Say my name, say my name.
Marzo 8, 2009
“Ci sono persone così, persone dotate di un meraviglioso talento ma che, non riuscendo a compiere lo sforzo necessario per dargli forma, finiscono col dissiparlo.
…
Avendo talento, sebbene non coltivato, sin da bambini se la sono sempre cavata senza sforzo, circondati dall’entusiasmo e dall’ammirazione di tutti, e arrivano a considerare gli sforzi, la disciplina, con una specie di ribrezzo.”
all summer long
Dicembre 16, 2008
Mi sono svegliata in una di quelle mattine in cui il vento – quel vento che solo al mare c’è – si è abbattuto sul mio cuore fino a prostrarlo. Fino a disvelare la consapevolezza sepolta e pur sempre viva del Bisogno.

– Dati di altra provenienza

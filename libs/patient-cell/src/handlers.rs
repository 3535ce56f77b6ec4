// libs/patient-cell/src/handlers.rs
use std::sync::Arc;

use axum::{
    extract::{Extension, Path, Query, State},
    Json,
};
use axum_extra::TypedHeader;
use headers::{authorization::Bearer, Authorization};
use serde::Deserialize;
use serde_json::{json, Value};

use shared_config::AppConfig;
use shared_models::auth::User;
use shared_models::error::AppError;
use shared_utils::extractor::require_permission;

use crate::models::{CreatePatientRequest, PatientError, UpdatePatientRequest};
use crate::services::patient::PatientService;

#[derive(Debug, Deserialize)]
pub struct PatientListQuery {
    pub clinic_id: i64,
    pub limit: Option<i64>,
    pub offset: Option<i64>,
}

fn map_patient_error(e: PatientError) -> AppError {
    match e {
        PatientError::NotFound => AppError::NotFound("Patient not found".to_string()),
        PatientError::DuplicateEmail(email) => {
            AppError::Conflict(format!("Patient with email {} already exists", email))
        }
        PatientError::DatabaseError(msg) => AppError::Internal(msg),
    }
}

#[axum::debug_handler]
pub async fn create_patient(
    State(state): State<Arc<AppConfig>>,
    Extension(user): Extension<User>,
    TypedHeader(auth): TypedHeader<Authorization<Bearer>>,
    Json(request): Json<CreatePatientRequest>,
) -> Result<Json<Value>, AppError> {
    require_permission(&user, "patients.create")?;

    let service = PatientService::new(&state);
    let patient = service
        .create_patient(request, auth.token())
        .await
        .map_err(map_patient_error)?;

    Ok(Json(json!({
        "success": true,
        "patient": patient,
        "message": "Patient created successfully"
    })))
}

#[axum::debug_handler]
pub async fn get_patient(
    State(state): State<Arc<AppConfig>>,
    Path(patient_id): Path<i64>,
    Extension(user): Extension<User>,
    TypedHeader(auth): TypedHeader<Authorization<Bearer>>,
) -> Result<Json<Value>, AppError> {
    require_permission(&user, "patients.read")?;

    let service = PatientService::new(&state);
    let patient = service
        .get_patient(patient_id, auth.token())
        .await
        .map_err(map_patient_error)?;

    Ok(Json(json!(patient)))
}

#[axum::debug_handler]
pub async fn list_patients(
    State(state): State<Arc<AppConfig>>,
    Extension(user): Extension<User>,
    TypedHeader(auth): TypedHeader<Authorization<Bearer>>,
    Query(query): Query<PatientListQuery>,
) -> Result<Json<Value>, AppError> {
    require_permission(&user, "patients.read")?;

    let service = PatientService::new(&state);
    let patients = service
        .list_clinic_patients(
            query.clinic_id,
            query.limit.unwrap_or(100),
            query.offset.unwrap_or(0),
            auth.token(),
        )
        .await
        .map_err(map_patient_error)?;

    Ok(Json(json!({
        "patients": patients,
        "count": patients.len()
    })))
}

#[axum::debug_handler]
pub async fn update_patient(
    State(state): State<Arc<AppConfig>>,
    Path(patient_id): Path<i64>,
    Extension(user): Extension<User>,
    TypedHeader(auth): TypedHeader<Authorization<Bearer>>,
    Json(request): Json<UpdatePatientRequest>,
) -> Result<Json<Value>, AppError> {
    require_permission(&user, "patients.update")?;

    let service = PatientService::new(&state);
    let patient = service
        .update_patient(patient_id, request, auth.token())
        .await
        .map_err(map_patient_error)?;

    Ok(Json(json!({
        "success": true,
        "patient": patient,
        "message": "Patient updated successfully"
    })))
}

#[axum::debug_handler]
pub async fn delete_patient(
    State(state): State<Arc<AppConfig>>,
    Path(patient_id): Path<i64>,
    Extension(user): Extension<User>,
    TypedHeader(auth): TypedHeader<Authorization<Bearer>>,
) -> Result<Json<Value>, AppError> {
    require_permission(&user, "patients.delete")?;

    let service = PatientService::new(&state);
    service
        .soft_delete_patient(patient_id, auth.token())
        .await
        .map_err(map_patient_error)?;

    Ok(Json(json!({
        "success": true,
        "message": "Patient deleted successfully"
    })))
}
use std::sync::Arc;

use axum::{
    body::Body,
    http::{Request, StatusCode},
};
use serde_json::{json, Value};
use tower::ServiceExt;
use wiremock::matchers::{method, path, query_param};
use wiremock::{Mock, MockServer, ResponseTemplate};

use doctor_cell::router::doctor_routes;
use doctor_cell::services::directory::DoctorDirectoryService;
use shared_config::AppConfig;
use shared_utils::test_utils::{JwtTestUtils, MockRows, TestConfig, TestUser};

fn config_for(mock_server: &MockServer) -> AppConfig {
    let mut config = TestConfig::default().to_app_config();
    config.supabase_url = mock_server.uri();
    config
}

#[tokio::test]
async fn list_clinic_doctors_scopes_by_clinic_and_activity() {
    let mock_server = MockServer::start().await;

    Mock::given(method("GET"))
        .and(path("/rest/v1/doctors"))
        .and(query_param("clinic_id", "eq.1"))
        .and(query_param("is_active", "is.true"))
        .and(query_param("deleted_at", "is.null"))
        .respond_with(ResponseTemplate::new(200).set_body_json(json!([
            MockRows::doctor_row(5, 1, "Elena", "Ruiz"),
            MockRows::doctor_row(7, 1, "Maya", "Chen")
        ])))
        .expect(1)
        .mount(&mock_server)
        .await;

    let directory = DoctorDirectoryService::new(&config_for(&mock_server));
    let doctors = directory.list_clinic_doctors(1, "test-token").await.unwrap();

    assert_eq!(doctors.len(), 2);
    assert_eq!(doctors[0].full_name(), "Elena Ruiz");
    assert_eq!(doctors[1].id, 7);
}

#[tokio::test]
async fn list_doctors_endpoint_requires_the_read_capability() {
    let mock_server = MockServer::start().await;
    let config = config_for(&mock_server);
    let user = TestUser::unprivileged("guest@clinic.example");
    let token = JwtTestUtils::create_test_token(&user, &config.supabase_jwt_secret, Some(24));
    let app = doctor_routes(Arc::new(config));

    let request = Request::builder()
        .method("GET")
        .uri("/?clinic_id=1")
        .header("authorization", format!("Bearer {}", token))
        .body(Body::empty())
        .unwrap();

    let response = app.oneshot(request).await.unwrap();
    assert_eq!(response.status(), StatusCode::FORBIDDEN);
}

#[tokio::test]
async fn list_doctors_endpoint_returns_the_directory() {
    let mock_server = MockServer::start().await;
    Mock::given(method("GET"))
        .and(path("/rest/v1/doctors"))
        .respond_with(ResponseTemplate::new(200).set_body_json(json!([
            MockRows::doctor_row(5, 1, "Elena", "Ruiz")
        ])))
        .mount(&mock_server)
        .await;

    let config = config_for(&mock_server);
    let user = TestUser::receptionist("desk@clinic.example");
    let token = JwtTestUtils::create_test_token(&user, &config.supabase_jwt_secret, Some(24));
    let app = doctor_routes(Arc::new(config));

    let request = Request::builder()
        .method("GET")
        .uri("/?clinic_id=1")
        .header("authorization", format!("Bearer {}", token))
        .body(Body::empty())
        .unwrap();

    let response = app.oneshot(request).await.unwrap();
    assert_eq!(response.status(), StatusCode::OK);

    let body = axum::body::to_bytes(response.into_body(), usize::MAX).await.unwrap();
    let value: Value = serde_json::from_slice(&body).unwrap();
    assert_eq!(value["count"], json!(1));
    assert_eq!(value["doctors"][0]["first_name"], json!("Elena"));
}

Ieri notte ho visto una stella cadere, e nel tempo che qualcun altro avrebbe speso per riesumare un desiderio da offrirle come un voto, io ho pensato alle probabilità che questi desideri vengano realizzati.
Per ogni stella, milioni di voti. Quante possibilità hai che una stella prima o poi si prenda carico del tuo desiderio?
Farai prima ad esser morto.
Assalto
Novembre 20, 2008
Prima di conoscerti pensavo esistesse un solo modo di trattare i ricordi, il mio.
Sono entrata per la prima volta in quella stanza con la sensazione perforante di andare incontro ad un buco nero e quando varcando la soglia ho provato a deglutire per ricacciare giù l’imbarazzo, la saliva si è impennata in un moto di ribellione. Sono stata assalita dalle centinaia di Segni di ciò che era passato da lì prima di me, anatemi di un passato che non avrei mai voluto conoscere e che mi ha azzannato alla gola perchè assistessi, remissiva e attenta, alla sua progressiva spersonalizzazione. Passato che grida – Ad ogni sguardo diventerai tappezzeria sulle pareti di questa stanza, prima ancora che tu possa aver creduto di non finire mai davvero.
Macinare l’oblio.
Novembre 19, 2008
Come se a masticare sminuzzare reimpastare ci si imbestialisse abbastanza da dimenticare il Dolore. Come se la regressione allo stadio naturale delle cose fosse la soluzione a un problema che apparentemente non c’è perchè non si vede (ammesso e non concesso che uno stadio naturale del dolore esista).
Razionalizzare lo spazio, tendere all’ordine: non è il Caos il male primigenio del mondo? Nasce dunque dal Caos il dolore?
Basterà ricomporci? O ci si dovrà invece decomporre?
Abusivismo
Ottobre 8, 2008
Ti perderai – disse.
E te lo dico, mi han costruita senza uscite di sicurezza. Non sono a norma.